• Your assignment
When you reach the line containing "let third_pos = second_pos" in the entries below, please begin setting down lines exactly, stop only after the last one, and add nothing else.

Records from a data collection

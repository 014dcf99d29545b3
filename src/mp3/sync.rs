//! Frame synchronization
//!
//! A valid-looking 4-byte header can occur anywhere in compressed audio or in
//! junk between tags, so a candidate is only accepted when the headers that
//! its frame length predicts are really there:
//! - Each following header must parse and describe the same stream (version,
//!   layer, sample rate, free-format-ness). At least one must.
//! - Up to `MAX_FRAME_SYNC_MATCHES` successors are walked. The walk stops at
//!   the first break; the matches before it still vouch for the candidate.
//!   Reaching the trailing tags or the end of the stream also ends it.
//! - `TAG` and `APET` bytes only count as trailing tags when the tag they
//!   start would end exactly at the end of the stream. Anywhere else they are
//!   junk, so trailers are only ever reported once the stream has ended.
//! - Once locked onto a stream, a frame that starts exactly where the previous
//!   one ended only needs its immediate successor ([`resume`]).
//! - Free-format frames have no length in the header. The length is inferred
//!   by searching for the next free-format header of the same stream and
//!   checking that a third header follows at the implied distance.
//!
//! The scanner only looks at bytes in `[candidate, candidate + horizon)` and at
//! whether the stream ends inside that range. As long as the caller passes the
//! same horizon and always offers a full window (or the end of the stream), the
//! result for a given stream position does not depend on how the input was
//! split into chunks.

use super::frame::{FrameHeader, HEADER_LEN};
use super::id3::{self, TrailerSpan};
use log::trace;

/// Maximum number of successor headers checked before a candidate is accepted
pub const MAX_FRAME_SYNC_MATCHES: usize = 10;

/// Largest distance searched for the second header of a free-format stream
pub const MAX_FREE_FORMAT_FRAME_SIZE: usize = 2304;

/// What the scanner found in a window
#[derive(Debug, Clone, Copy, PartialEq, Eq)]
pub enum SyncResult {
    /// An accepted frame at `offset`. The header's `frame_length` is resolved,
    /// free format included.
    Frame { offset: usize, header: FrameHeader },
    /// The trailing ID3v1/APE tags start at `offset` and run to the end of
    /// the stream. Only reported at the end of the stream.
    Trailer { offset: usize },
    /// Nothing can be decided yet; the first `skip` bytes hold no frame start
    NeedMoreData { skip: usize },
}

/// Whether `data` starts with an ID3v1 or APEv2 marker
pub fn is_trailer_marker(data: &[u8]) -> bool {
    data.starts_with(b"TAG") || data.starts_with(b"APET")
}

enum Verdict {
    Accept,
    Reject,
    NeedMore,
}

enum TrailerCheck {
    Trailer,
    NotTrailer,
    NeedMore,
    /// The tag would reach past the look-ahead limit
    BeyondHorizon,
}

enum FreeFormat {
    Found(u32),
    NotFound,
    NeedMore,
}

/// Find the first acceptable frame in `window`.
///
/// `free_format_bytes` carries the inferred unpadded free-format frame size
/// between calls (0 while unknown) and is updated when a new size is inferred.
/// `eof` says the stream ends with `window`.
pub fn scan(window: &[u8], free_format_bytes: &mut u32, eof: bool, horizon: usize) -> SyncResult {
    let last = window.len().saturating_sub(HEADER_LEN - 1);

    for i in 0..last {
        match trailer_at(window, i, eof, i.saturating_add(horizon)) {
            TrailerCheck::Trailer => return SyncResult::Trailer { offset: i },
            TrailerCheck::NeedMore => return SyncResult::NeedMoreData { skip: i },
            TrailerCheck::NotTrailer | TrailerCheck::BeyondHorizon => {}
        }

        let Some(header) = FrameHeader::parse_slice(&window[i..]) else {
            continue;
        };

        if header.is_free_format() {
            if *free_format_bytes != 0 {
                let verdict = corroborate(
                    window,
                    i,
                    &header,
                    *free_format_bytes,
                    eof,
                    horizon,
                    MAX_FRAME_SYNC_MATCHES,
                );
                match verdict {
                    Verdict::Accept => {
                        let length = header.length_with(*free_format_bytes);
                        return SyncResult::Frame {
                            offset: i,
                            header: header.with_frame_length(length),
                        };
                    }
                    Verdict::NeedMore => return SyncResult::NeedMoreData { skip: i },
                    // The stream may have changed size, search again
                    Verdict::Reject => {}
                }
            }

            match infer_free_format(window, i, &header, eof, horizon) {
                FreeFormat::Found(bytes) => {
                    trace!("free format frame size {} at {}", bytes, i);
                    *free_format_bytes = bytes;
                    return SyncResult::Frame {
                        offset: i,
                        header: header.with_frame_length(header.length_with(bytes)),
                    };
                }
                FreeFormat::NeedMore => return SyncResult::NeedMoreData { skip: i },
                FreeFormat::NotFound => continue,
            }
        }

        let verdict = corroborate(
            window,
            i,
            &header,
            *free_format_bytes,
            eof,
            horizon,
            MAX_FRAME_SYNC_MATCHES,
        );
        match verdict {
            Verdict::Accept => return SyncResult::Frame { offset: i, header },
            Verdict::NeedMore => return SyncResult::NeedMoreData { skip: i },
            Verdict::Reject => trace!("rejected sync candidate at {}", i),
        }
    }

    SyncResult::NeedMoreData { skip: last }
}

/// Fast path for a frame that starts right where `previous` ended.
///
/// Only the immediate successor is checked. Returns `None` when the window
/// does not start with a frame of the same stream or the successor does not
/// match; the caller then falls back to [`scan`].
pub fn resume(
    window: &[u8],
    previous: &FrameHeader,
    free_format_bytes: u32,
    eof: bool,
    horizon: usize,
) -> Option<SyncResult> {
    let header = FrameHeader::parse_slice(window)?;
    if !header.same_stream(previous) {
        return None;
    }

    let length = header.length_with(free_format_bytes);
    if length == 0 {
        return None;
    }

    match corroborate(window, 0, &header, free_format_bytes, eof, horizon, 1) {
        Verdict::Accept => Some(SyncResult::Frame {
            offset: 0,
            header: header.with_frame_length(length),
        }),
        Verdict::NeedMore => Some(SyncResult::NeedMoreData { skip: 0 }),
        Verdict::Reject => None,
    }
}

/// Follow the chain of frame lengths starting at `start`
fn corroborate(
    window: &[u8],
    start: usize,
    first: &FrameHeader,
    free_format_bytes: u32,
    eof: bool,
    horizon: usize,
    max_matches: usize,
) -> Verdict {
    let limit = start.saturating_add(horizon);
    let mut header = *first;
    let mut pos = start;
    let mut matches = 0;

    while matches < max_matches {
        let length = header.length_with(free_format_bytes) as usize;
        if length == 0 {
            return Verdict::Reject;
        }
        pos += length;

        if pos + HEADER_LEN > limit {
            return Verdict::Accept;
        }
        if pos + HEADER_LEN > window.len() {
            if matches > 0 {
                return Verdict::Accept;
            }
            if !eof {
                return Verdict::NeedMore;
            }
            // The stream ends here: accept a final frame that fits completely
            return if pos <= window.len() {
                Verdict::Accept
            } else {
                Verdict::Reject
            };
        }

        match trailer_at(window, pos, eof, limit) {
            TrailerCheck::Trailer | TrailerCheck::BeyondHorizon => return Verdict::Accept,
            TrailerCheck::NeedMore if matches > 0 => return Verdict::Accept,
            TrailerCheck::NeedMore => return Verdict::NeedMore,
            TrailerCheck::NotTrailer => {}
        }

        match FrameHeader::parse_slice(&window[pos..]) {
            Some(h) if h.same_stream(first) => {
                header = h;
                matches += 1;
            }
            _ if matches > 0 => break,
            _ => return Verdict::Reject,
        }
    }

    trace!("sync at {} confirmed by {} frames", start, matches);
    Verdict::Accept
}

/// Decide whether a `TAG`/`APET` marker at `pos` starts the trailing tags.
///
/// Only bytes before `limit` are looked at. The tag has to end exactly at the
/// end of the stream, so a definite answer needs `eof`.
fn trailer_at(window: &[u8], pos: usize, eof: bool, limit: usize) -> TrailerCheck {
    if pos >= limit {
        return TrailerCheck::BeyondHorizon;
    }
    let cut = window.len() > limit || (window.len() == limit && !eof);
    let view = &window[pos..window.len().min(limit)];
    if !is_trailer_marker(view) {
        return TrailerCheck::NotTrailer;
    }

    let lengths = match id3::trailer_span(view) {
        TrailerSpan::Invalid => return TrailerCheck::NotTrailer,
        TrailerSpan::Incomplete if cut => return TrailerCheck::BeyondHorizon,
        TrailerSpan::Incomplete if eof => return TrailerCheck::NotTrailer,
        TrailerSpan::Incomplete => return TrailerCheck::NeedMore,
        TrailerSpan::Lengths(lengths) => lengths,
    };

    let remaining = view.len() as u64;
    if lengths.iter().all(|&len| remaining > len) {
        TrailerCheck::NotTrailer
    } else if cut {
        TrailerCheck::BeyondHorizon
    } else if !eof {
        TrailerCheck::NeedMore
    } else if lengths.contains(&remaining) {
        TrailerCheck::Trailer
    } else {
        TrailerCheck::NotTrailer
    }
}

/// Infer the unpadded size of a free-format frame starting at `start`.
///
/// The first distance `k` that has a matching free-format header at
/// `start + k` and a third header (or the end of the stream) one frame after
/// that wins.
fn infer_free_format(
    window: &[u8],
    start: usize,
    first: &FrameHeader,
    eof: bool,
    horizon: usize,
) -> FreeFormat {
    let first_pad = first.padding_bytes();

    for k in HEADER_LEN..MAX_FREE_FORMAT_FRAME_SIZE {
        let second_pos = start + k;
        if second_pos + HEADER_LEN > window.len() {
            return if eof {
                FreeFormat::NotFound
            } else {
                FreeFormat::NeedMore
            };
        }

        let Some(second) = FrameHeader::parse_slice(&window[second_pos..]) else {
            continue;
        };
        if !second.same_stream(first) {
            continue;
        }

        let bytes = match (k as u32).checked_sub(first_pad) {
            Some(b) if b > 0 => b,
            _ => continue,
        };

        let third_pos = second_pos + (bytes + second.padding_bytes()) as usize;
        if third_pos + HEADER_LEN > window.len() {
            if !eof {
                return FreeFormat::NeedMore;
            }
            if third_pos <= window.len() {
                return FreeFormat::Found(bytes);
            }
            continue;
        }

        match trailer_at(window, third_pos, eof, start.saturating_add(horizon)) {
            TrailerCheck::Trailer | TrailerCheck::BeyondHorizon => {
                return FreeFormat::Found(bytes)
            }
            TrailerCheck::NeedMore => return FreeFormat::NeedMore,
            TrailerCheck::NotTrailer => {}
        }
        let third = &window[third_pos..];
        if matches!(FrameHeader::parse_slice(third), Some(h) if h.same_stream(first)) {
            return FreeFormat::Found(bytes);
        }
    }

    FreeFormat::NotFound
}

• Result for this exercise
        let third_pos = second_pos + (bytes + second.padding_bytes()) as usize;
        if third_pos + HEADER_LEN > window.len() {
            if !eof {
                return FreeFormat::NeedMore;
            }
            if third_pos <= window.len() {
                return FreeFormat::Found(bytes);
            }
            continue;
        }

        match trailer_at(window, third_pos, eof, start.saturating_add(horizon)) {
            TrailerCheck::Trailer | TrailerCheck::BeyondHorizon => {
                return FreeFormat::Found(bytes)
            }
            TrailerCheck::NeedMore => return FreeFormat::NeedMore,
            TrailerCheck::NotTrailer => {}
        }
        let third = &window[third_pos..];
        if matches!(FrameHeader::parse_slice(third), Some(h) if h.same_stream(first)) {
            return FreeFormat::Found(bytes);
        }
    }

    FreeFormat::NotFound
}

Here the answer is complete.